El Príncipe

El Hayate se aproxima a la estación de Ichinoseki. Por la ventanilla ya puede verse el andén. Mientras el tren reduce su velocidad, Nanao se recoloca sus lentes oscuros en la nariz y, antes de voltearse hacia la puerta, dice:

—De acuerdo, señor Suzuki. Dejo este chico en sus manos hasta Morioka.

—Siempre y cuando no le suponga ningún problema — responde el hombre que dice ser profesor en una escuela extracurricular . El Príncipe no tiene claro si se dirigió a él o a Nanao, pero en cualquier caso no tiene mucho sentido, de modo que lo ignora.

—¿De verdad va a dejarme? — le dice el Príncipe a Nanao, que se encuentra de espaldas a él. Sus pensamientos suceden a toda velocidad. «¿Debería bajar del tren con él? ¿O debería intentar detenerle?». Su plan consistía en ir a Morioka para investigar a ese tal Minegishi. Como Kimura iba con él, pensaba usarlo para que lo hiciera en su lugar, pero ahora él desapareció de escena y apenas debe de respirar ya, si es que todavía está vivo, reducido a mera alfombrilla para otros dos cadáveres.

«Quizá debería usar a Nanao en su lugar». Para hacer esto, antes debe averiguar cómo controlar a Nanao. Cómo colocarle un collar con correa. El problema es que no tiene la llave para mantener cerrado ese collar. Con Kimura, esa llave era la vida de su hijo, y también el odio que sentía hacia él. En el caso de Nanao, sin embargo, todavía desconoce su punto débil.

A juzgar por la destreza con la que le rompió el cuello a Mandarina, parece obvio que no se trata de un ciudadano que respete escrupulosamente la ley, así que tampoco le cuesta imaginar que, escarbando un poco, encuentre alguna debilidad que pueda explotar.

«¿Debería hacer todo lo que pueda para evitar que descienda del tren? Con toda seguridad no. Eso lo haría pensar que tramo algo. A lo mejor, debo simplemente aceptar que va a bajar». El Príncipe sigue con su diálogo interior.

«Creo que iré hasta Morioka, echaré un vistazo al complejo de Minegishi y regresaré a Tokio. Ya me encargaré de él cuando esté preparado de verdad», decide. Puede que haya perdido a Kimura, pero cuenta con muchos otros peones.

—¿Podría al menos darme su número de teléfono? — le pregunta a Nanao. Algo le dice que debería asegurar algún modo de ponerse en contacto con él. «Puede que también llegue a convertirse en uno de mis peones». — Me da miedo lo que pueda pasar. Si por lo menos supiera que puedo llamarlo...

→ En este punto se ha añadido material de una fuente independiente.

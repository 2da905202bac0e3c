//! Shared setup for integration tests

use tracing_subscriber::{fmt, EnvFilter};

/// Install a test-friendly subscriber once; later calls are no-ops
pub fn init_tracing() {
    let _ = fmt()
        .with_env_filter(EnvFilter::try_from_default_env().unwrap_or_else(|_| EnvFilter::new("publishing_e2e=debug")))
        .with_test_writer()
        .try_init();
}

A su lado, Suzuki se muestra de acuerdo.

—Buena idea. A mí también me gustaría ponerme en contacto con usted cuando lleguemos a Morioka, para confirmarle que todo salió bien.

Nanao parece algo turbado, pero de manera instintiva agarra el celular.

—Ya llegamos a la estación, debo bajar — dice agitado.

Justo en ese momento, el Shinkansen se detiene con una pequeña sacudida. El movimiento es mayor de lo que esperaba el Príncipe y se tambalea.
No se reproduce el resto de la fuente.